▶ [Work required]:
Copy out every line holding the string "matches" from the records below.

Stored data entries:

⁂

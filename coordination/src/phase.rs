//! Workspace-local phase marker
//!
//! The phase marker is a one-line text file inside the workspace written by
//! the agent loop (or by the orchestrator at admission). It is the
//! authoritative answer to "what is the agent doing right now" and outlives
//! the orchestrator process. The engine only reads it, except for the initial
//! write at admission and the reset to `None` before a retry.

use serde::{Deserialize, Serialize};
use std::collections::HashMap;
use std::fmt;
use std::io::ErrorKind;
use std::path::{Path, PathBuf};
use std::str::FromStr;
use std::sync::{Arc, Mutex};
use tracing::{debug, warn};

use crate::error::{OrchestratorError, OrchestratorResult};
use crate::layout::WorkspaceLayout;

/// Lifecycle phase of one workspace incarnation.
#[derive(Debug, Clone, Copy, PartialEq, Eq, Hash, Default, Serialize, Deserialize)]
#[serde(rename_all = "kebab-case")]
pub enum Phase {
    /// No task materialized yet (or reset)
    #[default]
    None,
    /// Agent is building a plan and todo list
    Planning,
    /// Planning done, waiting to execute
    Ready,
    /// Agent loop is running
    Executing,
    /// Work complete
    Done,
    /// Agent could not authenticate
    AuthError,
    /// Agent loop failed
    Error,
    /// Agent loop hit its iteration budget
    #[serde(rename = "max-iterations-reached")]
    MaxIterations,
    /// Agent is blocked on questions for a human
    AwaitingAnswers,
    /// Work complete, needs human review
    ReadyForReview,
}

impl Phase {
    /// Text written to the marker file
    pub fn as_str(self) -> &'static str {
        match self {
            Self::None => "",
            Self::Planning => "planning",
            Self::Ready => "ready",
            Self::Executing => "executing",
            Self::Done => "done",
            Self::AuthError => "auth-error",
            Self::Error => "error",
            Self::MaxIterations => "max-iterations-reached",
            Self::AwaitingAnswers => "awaiting-answers",
            Self::ReadyForReview => "ready-for-review",
        }
    }

    /// Human-readable label
    pub fn label(self) -> &'static str {
        match self {
            Self::None => "no task",
            Self::Planning => "planning",
            Self::Ready => "ready",
            Self::Executing => "executing",
            Self::Done => "done",
            Self::AuthError => "auth error",
            Self::Error => "error",
            Self::MaxIterations => "max iterations",
            Self::AwaitingAnswers => "needs input",
            Self::ReadyForReview => "review",
        }
    }

    /// Terminal for this workspace incarnation
    pub fn is_terminal(self) -> bool {
        matches!(self, Self::Done | Self::AuthError | Self::Error)
    }

    /// Agent has stopped making progress on its own: terminal, suspended,
    /// or handed over for review.
    pub fn is_settled(self) -> bool {
        matches!(
            self,
            Self::Done
                | Self::AuthError
                | Self::Error
                | Self::MaxIterations
                | Self::AwaitingAnswers
                | Self::ReadyForReview
        )
    }

    /// Agent is still working through planning or execution
    pub fn is_active(self) -> bool {
        matches!(self, Self::Planning | Self::Ready | Self::Executing)
    }

    /// Error text recorded on the task when this phase parks it
    pub fn failure_message(self) -> Option<&'static str> {
        match self {
            Self::AuthError => Some("agent authentication failed"),
            Self::Error => Some("agent reported an error"),
            Self::MaxIterations => Some("agent reached its iteration limit"),
            Self::AwaitingAnswers => Some("agent is awaiting answers"),
            _ => None,
        }
    }
}

impl fmt::Display for Phase {
    fn fmt(&self, f: &mut fmt::Formatter<'_>) -> fmt::Result {
        f.write_str(self.label())
    }
}

impl FromStr for Phase {
    type Err = OrchestratorError;

    fn from_str(s: &str) -> Result<Self, Self::Err> {
        match s.trim() {
            "" => Ok(Self::None),
            "planning" => Ok(Self::Planning),
            "ready" => Ok(Self::Ready),
            "executing" => Ok(Self::Executing),
            "done" => Ok(Self::Done),
            "auth-error" => Ok(Self::AuthError),
            "error" => Ok(Self::Error),
            "max-iterations-reached" => Ok(Self::MaxIterations),
            "awaiting-answers" => Ok(Self::AwaitingAnswers),
            "ready-for-review" => Ok(Self::ReadyForReview),
            other => Err(OrchestratorError::InvalidPhase {
                value: other.to_string(),
            }),
        }
    }
}

/// Shared reference to a PhaseMarker
pub type SharedPhaseMarker = Arc<PhaseMarker>;

/// Reads and writes phase marker files for every workspace.
///
/// Remembers the last phase it successfully parsed per workspace so a
/// half-written or garbled marker reads as "unchanged" instead of failing.
#[derive(Debug)]
pub struct PhaseMarker {
    layout: WorkspaceLayout,
    last_known: Mutex<HashMap<String, Phase>>,
}

impl PhaseMarker {
    pub fn new(layout: WorkspaceLayout) -> Self {
        Self {
            layout,
            last_known: Mutex::new(HashMap::new()),
        }
    }

    pub fn shared(self) -> SharedPhaseMarker {
        Arc::new(self)
    }

    pub fn path(&self, workspace_id: &str) -> PathBuf {
        self.layout.phase_path(workspace_id)
    }

    fn remember(&self, workspace_id: &str, phase: Phase) {
        self.last_known
            .lock()
            .unwrap_or_else(|poisoned| poisoned.into_inner())
            .insert(workspace_id.to_string(), phase);
    }

    fn previous(&self, workspace_id: &str) -> Phase {
        self.last_known
            .lock()
            .unwrap_or_else(|poisoned| poisoned.into_inner())
            .get(workspace_id)
            .copied()
            .unwrap_or_default()
    }

    /// Current phase; `None` when no marker exists.
    pub fn read(&self, workspace_id: &str) -> Phase {
        let path = self.path(workspace_id);
        let content = match std::fs::read_to_string(&path) {
            Ok(content) => content,
            Err(e) if e.kind() == ErrorKind::NotFound => {
                self.remember(workspace_id, Phase::None);
                return Phase::None;
            }
            Err(e) => {
                warn!(
                    workspace = workspace_id,
                    path = %path.display(),
                    error = %e,
                    "Failed to read phase marker, keeping previous phase"
                );
                return self.previous(workspace_id);
            }
        };

        match content.parse::<Phase>() {
            Ok(phase) => {
                self.remember(workspace_id, phase);
                phase
            }
            Err(e) => {
                let previous = self.previous(workspace_id);
                debug!(
                    workspace = workspace_id,
                    error = %e,
                    previous = %previous,
                    "Unparseable phase marker, keeping previous phase"
                );
                previous
            }
        }
    }

    /// Atomically overwrite the marker.
    pub fn write(&self, workspace_id: &str, phase: Phase) -> OrchestratorResult<()> {
        let path = self.path(workspace_id);
        if let Some(parent) = path.parent() {
            std::fs::create_dir_all(parent)?;
        }
        atomic_write(&path, phase.as_str())?;
        self.remember(workspace_id, phase);
        Ok(())
    }

    /// Reset the marker to `None` before a fresh execution attempt.
    pub fn clear(&self, workspace_id: &str) -> OrchestratorResult<()> {
        let path = self.path(workspace_id);
        if path.exists() {
            atomic_write(&path, Phase::None.as_str())?;
        }
        self.remember(workspace_id, Phase::None);
        Ok(())
    }

    /// Checklist progress from the agent's todo file as (completed, total).
    pub fn todo_progress(&self, workspace_id: &str) -> (usize, usize) {
        match std::fs::read_to_string(self.layout.todos_path(workspace_id)) {
            Ok(content) => count_todos(&content),
            Err(_) => (0, 0),
        }
    }
}

/// Count markdown checkboxes as (completed, total)
pub fn count_todos(content: &str) -> (usize, usize) {
    let open = content.matches("- [ ]").count();
    let done = content.matches("- [x]").count() + content.matches("- [X]").count();
    (done, open + done)
}

/// Write to a sibling temp file, then rename over the target.
pub(crate) fn atomic_write(path: &Path, content: &str) -> std::io::Result<()> {
    let mut temp_name = path
        .file_name()
        .map(|n| n.to_os_string())
        .unwrap_or_default();
    temp_name.push(".tmp");
    let temp_path = path.with_file_name(temp_name);

    std::fs::write(&temp_path, content)?;
    std::fs::rename(&temp_path, path)
}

⁂

▶ [Solved exercise]:
        matches!(self, Self::Done | Self::AuthError | Self::Error)
        matches!(
        matches!(self, Self::Planning | Self::Ready | Self::Executing)
    let open = content.matches("- [ ]").count();
    let done = content.matches("- [x]").count() + content.matches("- [X]").count();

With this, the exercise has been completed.